L’histoire d’une fiducie signée Angus La Fiducie a acquis l’essentiel du patrimoine bâti du Technopôle tout en étant bénéficiaire d’une option exclusive d’achat sur les immeubles qui seront érigés sur le site dans le futur. – Source : Société de développement Angus

La Fiducie d’utilité sociale Angus Louis Roquet a pour vocation de protéger le patrimoine du Technopôle Angus, à l’abri de la spéculation, garantissant ainsi la pérennité de sa mission collective.

« Quel a été votre parcours ? ». La question paraît banale, mais la réponse que donne Me François Ferland, avocat et membre du conseil d’administration de la Société du patrimoine Angus (SPA), passionné d’économie sociale, ne l’est pas du tout. Il accompagne Angus depuis plus de trente-cinq ans sur des projets hors du commun, au croisement du droit, de l’immobilier, de l’économie sociale et du développement collectif.

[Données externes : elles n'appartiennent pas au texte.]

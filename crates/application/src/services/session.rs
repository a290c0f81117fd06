use scopegate_domain::{Config, ScopeError, ScopeIndex, SettingsValidator};
use std::sync::Arc;
use tracing::info;

use crate::ports::ScopeFilterPort;

/// The validated, frozen per-session scope. `prepare` consumes the mutable
/// configuration, so no ingestion-phase mutation can leak into the concurrent
/// query phase. Handles are cheap to clone and shared across workers.
#[derive(Clone)]
pub struct SessionScope {
    config: Arc<Config>,
    index: Arc<ScopeIndex>,
}

impl SessionScope {
    /// Validate with the built-in default word lists, then freeze.
    pub fn prepare(config: Config) -> Result<Self, ScopeError> {
        Self::prepare_with(config, &SettingsValidator::default())
    }

    /// Validate with an injected validator, normalize addresses, and compile
    /// the immutable query index. On failure the configuration is unusable
    /// and session startup must abort.
    pub fn prepare_with(
        mut config: Config,
        validator: &SettingsValidator,
    ) -> Result<Self, ScopeError> {
        validator.check(&mut config)?;
        config.scope.normalize_addresses()?;

        let index = config.scope.clone().compile();
        info!(
            domains = config.scope.provided_names.len(),
            addresses = config.scope.addresses.len(),
            blacklist = config.scope.blacklist.len(),
            "Scope compiled"
        );

        Ok(Self {
            config: Arc::new(config),
            index: Arc::new(index),
        })
    }

    pub fn config(&self) -> &Config {
        &self.config
    }

    pub fn index(&self) -> Arc<ScopeIndex> {
        Arc::clone(&self.index)
    }
}

impl ScopeFilterPort for SessionScope {
    #[inline]
    fn is_domain_in_scope(&self, candidate: &str) -> bool {
        self.index.is_domain_in_scope(candidate)
    }

    fn which_domain(&self, candidate: &str) -> Option<Arc<str>> {
        self.index.which_domain(candidate)
    }

    #[inline]
    fn is_address_in_scope(&self, candidate: &str) -> bool {
        self.index.is_address_in_scope(candidate)
    }

    #[inline]
    fn blacklisted(&self, candidate: &str) -> bool {
        self.index.blacklisted(candidate)
    }

    fn domains(&self) -> Vec<Arc<str>> {
        self.index.domains()
    }
}
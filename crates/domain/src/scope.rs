mod address_set;
mod index;
mod label_trie;

pub use index::ScopeIndex;

use serde::{Deserialize, Serialize};

use crate::errors::ScopeError;
use address_set::normalize_entry;

/// Mutable scope builder for the ingestion phase. Holds domains, addresses,
/// and blacklist entries exactly as the operator supplied them, deduplicated
/// case-insensitively on insert. Consumed by [`Scope::compile`] into the
/// immutable [`ScopeIndex`] before concurrent querying begins.
#[derive(Debug, Clone, Deserialize, Serialize, Default)]
pub struct Scope {
    /// Domain names supplied as enumeration starting points
    #[serde(default, alias = "domains")]
    pub provided_names: Vec<String>,

    /// Normalized textual IP addresses and CIDR blocks
    #[serde(default)]
    pub addresses: Vec<String>,

    /// Names excluded from scope even when a root domain matches
    #[serde(default)]
    pub blacklist: Vec<String>,
}

impl Scope {
    pub fn new() -> Self {
        Self::default()
    }

    /// Append a domain unless an equal name (ignoring ASCII case) is already
    /// present. Re-adding is a no-op.
    pub fn add_domain(&mut self, name: &str) {
        push_unique(&mut self.provided_names, name);
    }

    /// [`Scope::add_domain`] applied to each entry. Calling repeatedly with
    /// overlapping lists yields the same scope as one call with the union.
    pub fn add_domains<I, S>(&mut self, names: I)
    where
        I: IntoIterator<Item = S>,
        S: AsRef<str>,
    {
        for name in names {
            self.add_domain(name.as_ref());
        }
    }

    pub fn add_blacklist_entry(&mut self, name: &str) {
        push_unique(&mut self.blacklist, name);
    }

    /// Parse and normalize raw address entries (plain IPs, CIDR blocks, and
    /// IPv4 dash ranges), appending the canonical forms to `addresses`.
    /// Operator input is trusted data, so malformed entries are an error
    /// rather than silently dropped.
    pub fn add_addresses<I, S>(&mut self, entries: I) -> Result<(), ScopeError>
    where
        I: IntoIterator<Item = S>,
        S: AsRef<str>,
    {
        for entry in entries {
            for canonical in normalize_entry(entry.as_ref())? {
                push_unique(&mut self.addresses, &canonical);
            }
        }
        Ok(())
    }

    /// Re-normalize `addresses` in place. Used after fields were populated
    /// directly (deserialization) rather than through [`Scope::add_addresses`].
    pub fn normalize_addresses(&mut self) -> Result<(), ScopeError> {
        let raw = std::mem::take(&mut self.addresses);
        self.add_addresses(raw.iter().map(String::as_str))
    }

    /// Freeze this scope into the immutable, lock-free query index.
    pub fn compile(self) -> ScopeIndex {
        ScopeIndex::build(self)
    }
}

fn push_unique(list: &mut Vec<String>, entry: &str) {
    let trimmed = entry.trim();
    if trimmed.is_empty() {
        return;
    }
    if !list.iter().any(|e| e.eq_ignore_ascii_case(trimmed)) {
        list.push(trimmed.to_string());
    }
}
use async_trait::async_trait;
use scopegate_domain::ConfigError;

/// A finite, restartable list resource used to hydrate word lists and domain
/// lists. Each call to `load` re-reads the underlying resource and yields
/// trimmed, non-empty, non-comment lines.
#[async_trait]
pub trait ListSourcePort: Send + Sync {
    async fn load(&self) -> Result<Vec<String>, ConfigError>;
}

L’histoire débute dans les années 1990, lorsque le Canadien Pacifique abandonne ses ateliers ferroviaires à Montréal. Le quartier est alors frappé par un taux de chômage élevé, près de 20 %, et menacé par la spéculation immobilière. Un groupe de citoyens se mobilise pour préserver la vocation industrielle du site. C’est à ce moment qu’entre en scène Me Ferland, alors âgé d’une trentaine d’années. Il est séduit par la détermination de Christian Yaccarini, le porteur du projet.

Contre toute attente, le groupe de citoyens parvient à acquérir graduellement les terrains, une première parcelle, puis la construction de la première phase, d’un premier immeuble. Portés par cette réussite, ils finissent par acquérir la totalité du terrain et construire, étape par étape, les différentes phases du projet tel que nous le connaissons aujourd’hui.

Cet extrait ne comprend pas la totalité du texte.